Still, the acting role for which he is now most famous is as a teenage pop star's father, a part he says he only took to support his daughter. "I knew I was working for peanuts. I'm not the smartest man in the world, but I know the difference. I went from $12,000 a week to, after four years and the millions that they make, $15,000 a week. Hell, yeah."

After the first two seasons he felt things changing. "The business was driving a wedge between us," he says. He tells me that he has never been able to discipline his kids and that he now wonders whether that was a mistake. "How many interviews did I give and say, 'You know what's important between me and Miley is I try to be a friend to my kids'? I said it a lot. And sometimes I would even read other parents might say, 'You don't need to be a friend, you need to be a parent.' Well, I'm the first guy to say to them right now: You were right. I should have been a better parent. I should have said, 'Enough is enough—it's getting dangerous and somebody's going to get hurt.' I should have, but I didn't. Honestly, I didn't know the ball was out of bounds until it was way up in the stands somewhere."

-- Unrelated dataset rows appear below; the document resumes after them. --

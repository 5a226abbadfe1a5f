use chrono::{DateTime, Utc};

use super::domain::{DocumentKey, EnvelopeId, ScanDocument, ScanEnvelope};
use super::event::DocumentEvent;

/// A document as last stored, with the version used for compare-and-swap.
#[derive(Debug, Clone, PartialEq, Eq)]
pub struct VersionedDocument {
    pub document: ScanDocument,
    pub version: u64,
}

/// Storage abstraction for envelopes and their documents.
///
/// `save_document` must be atomic per document: it succeeds only when the stored
/// version still equals `expected_version` (`None` meaning "must not exist yet"),
/// and returns the new version.
///
/// `revert_document` undoes a save whose events could not be recorded. It only
/// applies while the stored version is still the one that save produced, and puts
/// back `previous` (removing the document when there was none).
pub trait EnvelopeRepository: Send + Sync {
    fn insert_envelope(&self, envelope: ScanEnvelope) -> Result<(), RepositoryError>;
    fn update_envelope(&self, envelope: ScanEnvelope) -> Result<(), RepositoryError>;
    fn remove_envelope(&self, id: &EnvelopeId) -> Result<(), RepositoryError>;
    fn fetch_envelope(&self, id: &EnvelopeId) -> Result<Option<ScanEnvelope>, RepositoryError>;
    fn fetch_document(&self, key: &DocumentKey)
        -> Result<Option<VersionedDocument>, RepositoryError>;
    fn save_document(
        &self,
        document: ScanDocument,
        expected_version: Option<u64>,
    ) -> Result<u64, RepositoryError>;
    fn revert_document(
        &self,
        key: &DocumentKey,
        version: u64,
        previous: Option<VersionedDocument>,
    ) -> Result<(), RepositoryError>;
    fn documents(&self, envelope_id: &EnvelopeId) -> Result<Vec<ScanDocument>, RepositoryError>;
}

/// Error enumeration for repository failures.
#[derive(Debug, Clone, PartialEq, Eq, thiserror::Error)]
pub enum RepositoryError {
    #[error("record was modified concurrently or already exists")]
    Conflict,
    #[error("record not found")]
    NotFound,
    #[error("repository unavailable: {0}")]
    Unavailable(String),
}

/// An event tagged with the document it belongs to and the version it produced.
#[derive(Debug, Clone, PartialEq, Eq)]
pub struct RecordedEvent {
    pub key: DocumentKey,
    pub version: u64,
    pub event: DocumentEvent,
}

impl RecordedEvent {
    pub fn batch(key: &DocumentKey, version: u64, events: &[DocumentEvent]) -> Vec<Self> {
        events
            .iter()
            .map(|event| Self {
                key: key.clone(),
                version,
                event: event.clone(),
            })
            .collect()
    }
}

/// Append-only sink for the events produced by accepted commands.
///
/// A batch is recorded whole or not at all.
pub trait EventRecorder: Send + Sync {
    fn append(&self, batch: &[RecordedEvent]) -> Result<(), EventRecordError>;
}

#[derive(Debug, Clone, PartialEq, Eq, thiserror::Error)]
pub enum EventRecordError {
    #[error("event store unavailable: {0}")]
    Unavailable(String),
}

/// Source of "now" for the service layer.
pub trait Clock: Send + Sync {
    fn now(&self) -> DateTime<Utc>;
}

#[derive(Debug, Clone, Copy, Default)]
pub struct SystemClock;

impl Clock for SystemClock {
    fn now(&self) -> DateTime<Utc> {
        Utc::now()
    }
}

/// Clock pinned to one instant, for replays and tests.
#[derive(Debug, Clone, Copy)]
pub struct FixedClock(pub DateTime<Utc>);

impl Clock for FixedClock {
    fn now(&self) -> DateTime<Utc> {
        self.0
    }
}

In January 2010, shooting for Hannah Montana's final episodes began. "Season four, it was a disaster," he says. "I was going to work every single day knowing that my family had fallen apart, but yet I had to sit in front of that camera. I look back and I go, How did I ever make it through that? I must be a better actor than I thought."

···

On Hannah Montana, Billy Ray Cyrus sported a kind of floppy hairstyle in which symmetrical curtains of hair fell down the sides of his face. "I swear I didn't realize it until recently," he says, "when I went, 'Holy crap—I've lived the last five years with Geronimo's hairdo.'" Still, that is not the hairdo he is famous for.

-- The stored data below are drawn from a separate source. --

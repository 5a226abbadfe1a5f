//! Lifecycle tracking and business validation for bulk-scanned court documents.

pub mod config;
pub mod error;
pub mod telemetry;
pub mod workflows;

The mullet is now an orphan of hair history, a style almost without defenders, a crazy blip, a crime against all good taste and common sense, but Cyrus declines to see it that way. "It started way before me," he points out. "David Bowie rocked a heck of a mullet long before I did." Cyrus's contribution, if that is the word, was to popularize the extreme version where the hair clipped short at the front and the hair cascading past the back of the neck seem to belong to two entirely separate hairstyles. "I read that I have the distinct honor of creating the Kentucky Waterfall," he notes. "I think that's a pretty good name for it. Though I do love the Missouri Compromise."

In 2006 Cyrus recorded a lament for the more innocent, happier times of youth called "I Want My Mullet Back," a song he danced to on Dancing with the Stars (achieving one of the show's lowest-ever scores), but he nonetheless persisted with his Geronimo locks. Until now. A couple of months ago he had most of his hair cut off, in the way that men and women often do when their lives change dramatically, but left whatever hair he had at the back to slink down his neck. "Right now I'm just letting it be whatever it is," he says, but he sounds like a man who has already unlocked the sluices and is ready to let that old waterfall flow free.

···

He has not spoken to Miley in the week since the bong video appeared. "You know, it seems at this point there's not a lot that I can say she doesn't already know. And of course I've sent her the texts of 'I'm here if you need me,' 'Always still love you,' those kind of things." She's coming to this Tennessee house for Christmas in a few days. "I'll see when she gets here. Hopefully there's something I can do. I don't know. Who knows? Maybe she knows exactly what she's doing."

It's difficult, I say, because to some degree every teenager should be able to do some stupid crap.

"You know what, there's no doubt I did stuff when I was a teenager that I'm sure could have turned out horribly," he agrees. "I've done some stupid crap—I do stupid crap. We all do. But it's different when you sit back and you see it happening to your little girl. I feel like I got to try. It's my daughter. And some of these handlers are perhaps more interested in handling Miley's money than her safety and her career."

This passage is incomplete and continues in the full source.